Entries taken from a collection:
//! Shared constants for mixer defaults.

/// Default mix rate (Hz).
pub const SAMPLE_RATE: u32 = 48_000;

/// Default number of frames rendered per `process` call.
pub const FRAME_COUNT: usize = 256;

/// Hard upper bound on simultaneously allocated tracks.
///
/// Track names are tracked in a 32-bit mask, one bit per slot.
pub const MAX_NUM_TRACKS: usize = 32;

/// Unity gain.
pub const UNITY_GAIN: f32 = 1.0;
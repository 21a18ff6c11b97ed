//! Synthetic benchmarks for the mix loop.

use rand::Rng;

use crate::config::MixerConfig;
use crate::constants::MAX_NUM_TRACKS;
use crate::error::MixerError;
use crate::format::{ChannelMask, SampleFormat};
use crate::mixer::{AudioMixer, Parameter, ResampleParameter, VolumeParameter};
use crate::provider::VecProvider;

/// Configuration parameters for a mixer benchmark run.
#[derive(Debug, Clone, Copy)]
pub struct MixerBenchConfig {
    pub sample_rate: u32,
    pub frame_count: usize,
    /// Tracks mixed at the mix rate.
    pub tracks: usize,
    /// Additional tracks fed at 44.1 kHz and resampled.
    pub resampled_tracks: usize,
    pub iterations: usize,
}

impl Default for MixerBenchConfig {
    fn default() -> Self {
        Self {
            sample_rate: 48_000,
            frame_count: 256,
            tracks: 8,
            resampled_tracks: 0,
            iterations: 1_000,
        }
    }
}

/// Timing results from a benchmark run.
#[derive(Debug, Clone, Copy)]
pub struct MixerBenchResult {
    pub avg_ms: f64,
    pub min_ms: f64,
    pub max_ms: f64,
    /// Duration of audio one block represents.
    pub block_time_ms: f64,
    pub rt_factor: f64,
}

/// Time `process` over looping random-noise tracks.
pub fn bench_mixer(config: MixerBenchConfig) -> Result<MixerBenchResult, MixerError> {
    let total_tracks = (config.tracks + config.resampled_tracks).min(MAX_NUM_TRACKS);
    let mut mixer = AudioMixer::new(MixerConfig::new(config.frame_count, config.sample_rate))?;
    let mut rng = rand::thread_rng();
    let noise_frames = config.frame_count.max(1) * 16;

    for index in 0..total_tracks {
        let name = mixer.get_track_name(ChannelMask::STEREO, SampleFormat::Float, 0)?;
        let noise: Vec<f32> = (0..noise_frames * 2)
            .map(|_| rng.gen_range(-1.0_f32..1.0_f32))
            .collect();
        let provider = VecProvider::float(2, noise).with_looping(true);
        mixer.set_buffer_provider(name, Some(Box::new(provider)))?;
        mixer.set_parameter(
            name,
            Parameter::Volume(VolumeParameter::Volume0(1.0 / total_tracks as f32)),
        )?;
        mixer.set_parameter(
            name,
            Parameter::Volume(VolumeParameter::Volume1(1.0 / total_tracks as f32)),
        )?;
        if index >= config.tracks {
            let rate = ResampleParameter::SampleRate(44_100);
            mixer.set_parameter(name, Parameter::Resample(rate))?;
        }
        mixer.enable(name)?;
    }

    let mut times: Vec<f64> = Vec::with_capacity(config.iterations.max(1));
    for _ in 0..config.iterations.max(1) {
        let start = std::time::Instant::now();
        mixer.process(None);
        times.push(start.elapsed().as_secs_f64() * 1000.0);
    }

    let min_ms = times.iter().copied().fold(f64::INFINITY, f64::min);
    let max_ms = times.iter().copied().fold(0.0_f64, f64::max);
    let avg_ms = times.iter().sum::<f64>() / times.len() as f64;
    let block_time_ms = config.frame_count as f64 / config.sample_rate.max(1) as f64 * 1000.0;
    let rt_factor = if block_time_ms > 0.0 {
        avg_ms / block_time_ms
    } else {
        0.0
    };

    Ok(MixerBenchResult {
        avg_ms,
        min_ms: if min_ms.is_finite() { min_ms } else { 0.0 },
        max_ms,
        block_time_ms,
        rt_factor,
    })
}
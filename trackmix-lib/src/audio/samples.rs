//! Helpers for turning mixer output into `rodio` sources.

use rodio::buffer::SamplesBuffer;
use rodio::{ChannelCount, SampleRate, Source};
use std::time::Duration;

use crate::format::MAX_NUM_CHANNELS;
use crate::mixer::{AudioMixer, BusId, OutputBuffer};
use crate::resampler::frames_to_nanos;

/// Pull-driven [`Source`] rendering one main bus of a mixer.
///
/// Each time the current block is exhausted the mixer renders the next one.
/// The source ends after `blocks` blocks, or never when `blocks` is `None`.
///
/// # Example
/// ```rust
/// use trackmix_lib::audio::samples::MixerSource;
/// use trackmix_lib::config::MixerConfig;
/// use trackmix_lib::mixer::{AudioMixer, BusId};
///
/// let mixer = AudioMixer::new(MixerConfig::new(64, 48_000)).unwrap();
/// let source = MixerSource::new(mixer, BusId(0), Some(2));
/// assert_eq!(source.count(), 2 * 64 * 2);
/// ```
#[derive(Debug)]
pub struct MixerSource {
    mixer: AudioMixer,
    bus: BusId,
    position: usize,
    block_len: usize,
    remaining_blocks: Option<usize>,
    next_pts: i64,
}

impl MixerSource {
    pub fn new(mixer: AudioMixer, bus: BusId, blocks: Option<usize>) -> Self {
        let block_len = mixer.frame_count() * MAX_NUM_CHANNELS;
        Self {
            mixer,
            bus,
            position: block_len,
            block_len,
            remaining_blocks: blocks,
            next_pts: 0,
        }
    }

    pub fn mixer(&self) -> &AudioMixer {
        &self.mixer
    }

    /// Access the mixer between blocks, e.g. to apply parameter changes.
    pub fn mixer_mut(&mut self) -> &mut AudioMixer {
        &mut self.mixer
    }

    pub fn into_mixer(self) -> AudioMixer {
        self.mixer
    }

    fn render_block(&mut self) -> bool {
        match self.remaining_blocks.as_mut() {
            Some(0) => return false,
            Some(remaining) => *remaining -= 1,
            None => {}
        }
        self.mixer.process(Some(self.next_pts));
        self.next_pts += frames_to_nanos(self.mixer.frame_count(), self.mixer.sample_rate());
        self.position = 0;
        true
    }
}

impl Iterator for MixerSource {
    type Item = f32;

    fn next(&mut self) -> Option<f32> {
        if self.position >= self.block_len && !self.render_block() {
            return None;
        }
        let sample = match self.mixer.main_buffer(self.bus)? {
            OutputBuffer::Pcm16(data) => crate::convert::i16_to_f32(data[self.position]),
            OutputBuffer::Float(data) => data[self.position],
        };
        self.position += 1;
        Some(sample)
    }
}

impl Source for MixerSource {
    fn current_span_len(&self) -> Option<usize> {
        if self.position < self.block_len {
            Some(self.block_len - self.position)
        } else if self.remaining_blocks == Some(0) {
            Some(0)
        } else {
            Some(self.block_len)
        }
    }

    fn channels(&self) -> ChannelCount {
        MAX_NUM_CHANNELS as ChannelCount
    }

    fn sample_rate(&self) -> SampleRate {
        self.mixer.sample_rate()
    }

    fn total_duration(&self) -> Option<Duration> {
        None
    }
}

/// Render `blocks` blocks of one main bus into a [`SamplesBuffer`].
pub fn render_to_samples_buffer(mixer: AudioMixer, bus: BusId, blocks: usize) -> SamplesBuffer {
    let sample_rate = mixer.sample_rate();
    let samples: Vec<f32> = MixerSource::new(mixer, bus, Some(blocks)).collect();
    SamplesBuffer::new(MAX_NUM_CHANNELS as ChannelCount, sample_rate, samples)
}
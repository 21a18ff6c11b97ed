//! # Trackmix Library
//!
//! Real-time multi-track audio mixing: up to 32 tracks, each with its own
//! sample format, channel layout and sample rate, are converted, resampled,
//! scaled and summed into stereo main buses and mono effect-send buses, one
//! fixed-size block at a time.
//!
//! Configuration happens through [`mixer::AudioMixer`]'s `&mut self` methods;
//! rendering through [`mixer::AudioMixer::process`], which never allocates.

pub mod audio;
pub mod config;
pub mod constants;
pub mod convert;
pub mod diagnostics;
pub mod error;
pub mod format;
pub mod gain;
pub mod mixer;
pub mod provider;
pub mod resampler;

pub use config::MixerConfig;
pub use error::{ConfigurationError, MixerError};
pub use mixer::AudioMixer;
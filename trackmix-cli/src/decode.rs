//! Source loading: symphonia file decode, tone synthesis, and conversion
//! into mixer providers.

use std::f64::consts::TAU;
use std::fs::File;
use std::io;
use std::path::Path;

use log::{debug, warn};
use symphonia::core::audio::SampleBuffer;
use symphonia::core::codecs::{DecoderOptions, CODEC_TYPE_NULL};
use symphonia::core::errors::Error;
use symphonia::core::formats::FormatOptions;
use symphonia::core::io::MediaSourceStream;
use symphonia::core::meta::MetadataOptions;
use symphonia::core::probe::Hint;

use trackmix_lib::convert::{f32_to_i16, f32_to_i32, f32_to_packed24};
use trackmix_lib::format::SampleFormat;
use trackmix_lib::provider::VecProvider;

use crate::error::RunError;

/// Fully decoded interleaved audio.
#[derive(Debug, Clone, PartialEq)]
pub struct DecodedAudio {
    pub channels: usize,
    pub sample_rate: u32,
    pub samples: Vec<f32>,
}

impl DecodedAudio {
    pub fn frames(&self) -> usize {
        self.samples.len() / self.channels.max(1)
    }

    /// Hand the audio to the mixer as `format` samples.
    pub fn into_provider(self, format: SampleFormat, looping: bool) -> VecProvider {
        let channels = self.channels;
        let provider = match format {
            SampleFormat::Pcm16 => {
                VecProvider::pcm16(channels, self.samples.iter().map(|&s| f32_to_i16(s)).collect())
            }
            SampleFormat::Pcm24Packed => VecProvider::pcm24_packed(
                channels,
                self.samples.iter().flat_map(|&s| f32_to_packed24(s)).collect(),
            ),
            SampleFormat::Pcm32 => {
                VecProvider::pcm32(channels, self.samples.iter().map(|&s| f32_to_i32(s)).collect())
            }
            SampleFormat::Float => VecProvider::float(channels, self.samples),
        };
        provider.with_looping(looping)
    }
}

/// Synthesize a sine tone, identical on every channel.
pub fn tone(frequency: f32, channels: usize, sample_rate: u32, seconds: f32, amplitude: f32) -> DecodedAudio {
    let frames = (seconds.max(0.0) as f64 * sample_rate as f64).round() as usize;
    let step = TAU * frequency as f64 / sample_rate.max(1) as f64;
    let mut samples = Vec::with_capacity(frames * channels);
    for frame in 0..frames {
        let value = (amplitude as f64 * (step * frame as f64).sin()) as f32;
        samples.extend(std::iter::repeat(value).take(channels));
    }
    DecodedAudio {
        channels,
        sample_rate,
        samples,
    }
}

/// Decode the first audio track of `path` into interleaved f32 samples.
pub fn decode_file(path: &Path) -> Result<DecodedAudio, RunError> {
    let src = File::open(path)?;
    let mss = MediaSourceStream::new(Box::new(src), Default::default());

    let mut hint = Hint::new();
    if let Some(extension) = path.extension().and_then(|ext| ext.to_str()) {
        hint.with_extension(extension);
    }

    let meta_opts: MetadataOptions = Default::default();
    let fmt_opts: FormatOptions = Default::default();
    let probed = symphonia::default::get_probe().format(&hint, mss, &fmt_opts, &meta_opts)?;
    let mut format = probed.format;

    let (track_id, codec_params) = format
        .tracks()
        .iter()
        .find(|track| track.codec_params.codec != CODEC_TYPE_NULL)
        .map(|track| (track.id, track.codec_params.clone()))
        .ok_or(Error::Unsupported("no supported audio tracks"))?;

    let dec_opts: DecoderOptions = Default::default();
    let mut decoder = symphonia::default::get_codecs().make(&codec_params, &dec_opts)?;

    let mut channels = codec_params.channels.map(|c| c.count()).unwrap_or(0);
    let mut sample_rate = codec_params.sample_rate.unwrap_or(0);
    let mut samples = Vec::new();

    loop {
        let packet = match format.next_packet() {
            Ok(packet) => packet,
            Err(Error::IoError(err)) if err.kind() == io::ErrorKind::UnexpectedEof => break,
            Err(Error::ResetRequired) => break,
            Err(err) => return Err(err.into()),
        };
        if packet.track_id() != track_id {
            continue;
        }

        match decoder.decode(&packet) {
            Ok(decoded) => {
                let spec = *decoded.spec();
                channels = spec.channels.count();
                sample_rate = spec.rate;
                let mut buffer = SampleBuffer::<f32>::new(decoded.capacity() as u64, spec);
                buffer.copy_interleaved_ref(decoded);
                samples.extend_from_slice(buffer.samples());
            }
            Err(Error::DecodeError(err)) => warn!("decode error: {}", err),
            Err(Error::IoError(err)) if err.kind() == io::ErrorKind::UnexpectedEof => break,
            Err(err) => return Err(err.into()),
        }
    }

    if channels == 0 || sample_rate == 0 {
        return Err(Error::Unsupported("stream has no channel layout or sample rate").into());
    }

    let audio = DecodedAudio {
        channels,
        sample_rate,
        samples,
    };
    debug!(
        "decoded {}: {} frames, {} channel(s) at {} Hz",
        path.display(),
        audio.frames(),
        audio.channels,
        audio.sample_rate
    );
    Ok(audio)
}

#[cfg(test)]
mod tests {
    use super::*;
    use trackmix_lib::provider::BufferProvider;

    #[test]
    fn tone_repeats_each_frame_across_channels() {
        let audio = tone(1_000.0, 2, 8_000, 0.01, 0.5);
        assert_eq!(audio.frames(), 80);
        assert_eq!(audio.samples[0], 0.0);
        assert_eq!(audio.samples[2], audio.samples[3]);
        // quarter period at 1 kHz / 8 kHz
        assert!((audio.samples[4] - 0.5).abs() < 1e-6);
    }

    #[test]
    fn provider_carries_requested_format() {
        let audio = tone(100.0, 1, 8_000, 0.01, 0.5);
        let provider = audio.clone().into_provider(SampleFormat::Pcm24Packed, false);
        assert_eq!(provider.format(), SampleFormat::Pcm24Packed);
        assert_eq!(provider.frame_count(), 80);

        let mut provider = audio.into_provider(SampleFormat::Pcm16, true);
        let buffer = provider.get_next_buffer(8, None).expect("buffer");
        assert_eq!(buffer.frames, 8);
    }

    #[test]
    fn decodes_wav_written_by_hound() {
        let dir = tempfile::tempdir().expect("tempdir");
        let path = dir.path().join("input.wav");
        let spec = hound::WavSpec {
            channels: 2,
            sample_rate: 22_050,
            bits_per_sample: 16,
            sample_format: hound::SampleFormat::Int,
        };
        let mut writer = hound::WavWriter::create(&path, spec).expect("writer");
        for _ in 0..100 {
            writer.write_sample(16_384_i16).expect("sample");
            writer.write_sample(-16_384_i16).expect("sample");
        }
        writer.finalize().expect("finalize");

        let audio = decode_file(&path).expect("decode");
        assert_eq!(audio.channels, 2);
        assert_eq!(audio.sample_rate, 22_050);
        assert_eq!(audio.frames(), 100);
        assert!((audio.samples[0] - 0.5).abs() < 1e-4);
        assert!((audio.samples[1] + 0.5).abs() < 1e-4);
    }
}
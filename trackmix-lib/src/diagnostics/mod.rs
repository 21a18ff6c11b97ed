//! Diagnostics helpers.

#[cfg(feature = "bench")]
pub mod bench;
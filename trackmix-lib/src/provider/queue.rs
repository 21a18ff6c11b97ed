//! Shared ring-buffer provider fed by a non-realtime thread.
//!
//! The writer side pushes interleaved float frames into a bounded ring buffer;
//! the provider side drains it into a fixed staging area on the render
//! thread. The render side only ever uses `try_lock`, so a writer holding the
//! lock shows up as a short underrun instead of a stalled callback.

use dasp_ring_buffer::Bounded;
use std::sync::atomic::{AtomicBool, Ordering};
use std::sync::{Arc, Mutex, MutexGuard, TryLockError};

use super::{Buffer, BufferProvider, Samples};
use crate::format::SampleFormat;

/// Shared ring buffer holding interleaved float samples.
pub type SampleQueue = Arc<Mutex<Bounded<Vec<f32>>>>;

/// Create a connected writer/provider pair.
///
/// # Arguments
/// - `channels`: Interleaved channel count of the stream.
/// - `capacity_frames`: Frames the ring buffer can hold.
/// - `staging_frames`: Largest run of frames handed out per request.
pub fn sample_queue(
    channels: usize,
    capacity_frames: usize,
    staging_frames: usize,
) -> (QueueWriter, QueueProvider) {
    let channels = channels.max(1);
    let queue: SampleQueue = Arc::new(Mutex::new(Bounded::from(vec![
        0.0;
        capacity_frames.max(1) * channels
    ])));
    let finished = Arc::new(AtomicBool::new(false));
    let writer = QueueWriter {
        queue: queue.clone(),
        channels,
        finished: finished.clone(),
    };
    let provider = QueueProvider {
        queue,
        channels,
        staging: vec![0.0; staging_frames.max(1) * channels],
        staged: 0,
        offset: 0,
        finished,
    };
    (writer, provider)
}

fn lock_queue(queue: &SampleQueue) -> MutexGuard<'_, Bounded<Vec<f32>>> {
    queue.lock().unwrap_or_else(|poisoned| poisoned.into_inner())
}

/// Producer half of a [`sample_queue`].
#[derive(Debug, Clone)]
pub struct QueueWriter {
    queue: SampleQueue,
    channels: usize,
    finished: Arc<AtomicBool>,
}

impl QueueWriter {
    /// Return the number of whole frames that can be pushed without overwriting.
    pub fn remaining_frames(&self) -> usize {
        let queue = lock_queue(&self.queue);
        queue.max_len().saturating_sub(queue.len()) / self.channels
    }

    /// Push interleaved samples without blocking.
    ///
    /// Only whole frames that fit are accepted.
    ///
    /// # Returns
    /// The number of frames written.
    pub fn push_interleaved(&self, samples: &[f32]) -> usize {
        let mut queue = lock_queue(&self.queue);
        let room = queue.max_len().saturating_sub(queue.len()) / self.channels;
        let frames = room.min(samples.len() / self.channels);
        for &sample in &samples[..frames * self.channels] {
            queue.push(sample);
        }
        frames
    }

    /// Signal that no more frames will be written (idempotent).
    pub fn mark_finished(&self) {
        if !self.finished.swap(true, Ordering::AcqRel) {
            log::debug!("sample queue finished");
        }
    }
}

/// Consumer half of a [`sample_queue`], used as a mixer track source.
#[derive(Debug)]
pub struct QueueProvider {
    queue: SampleQueue,
    channels: usize,
    staging: Vec<f32>,
    staged: usize,
    offset: usize,
    finished: Arc<AtomicBool>,
}

impl QueueProvider {
    pub fn channels(&self) -> usize {
        self.channels
    }

    /// Return `true` once the writer finished and every frame was consumed.
    pub fn is_finished(&self) -> bool {
        if !self.finished.load(Ordering::Acquire) || self.offset < self.staged {
            return false;
        }
        lock_queue(&self.queue).is_empty()
    }

    fn refill(&mut self) {
        self.offset = 0;
        self.staged = 0;
        let mut queue = match self.queue.try_lock() {
            Ok(queue) => queue,
            Err(TryLockError::Poisoned(poisoned)) => poisoned.into_inner(),
            Err(TryLockError::WouldBlock) => return,
        };
        let capacity = self.staging.len() / self.channels;
        let frames = (queue.len() / self.channels).min(capacity);
        for slot in self.staging[..frames * self.channels].iter_mut() {
            *slot = queue.pop().unwrap_or(0.0);
        }
        self.staged = frames;
    }
}

impl BufferProvider for QueueProvider {
    fn get_next_buffer(&mut self, frames: usize, _pts: Option<i64>) -> Option<Buffer<'_>> {
        if self.offset >= self.staged {
            self.refill();
        }
        let granted = frames.min(self.staged - self.offset);
        if granted == 0 {
            return None;
        }
        let start = self.offset * self.channels;
        let end = start + granted * self.channels;
        Some(Buffer::new(granted, Samples::Float(&self.staging[start..end])))
    }

    fn release_buffer(&mut self, frames: usize) {
        self.offset = (self.offset + frames).min(self.staged);
    }

    fn channel_count(&self) -> usize {
        self.channels
    }

    fn format(&self) -> SampleFormat {
        SampleFormat::Float
    }
}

TASK BRIEF:
Provide only the count of lines above in which the word "SamplesBuffer" occurs.

RESPONSE FOR THIS EXERCISE:
4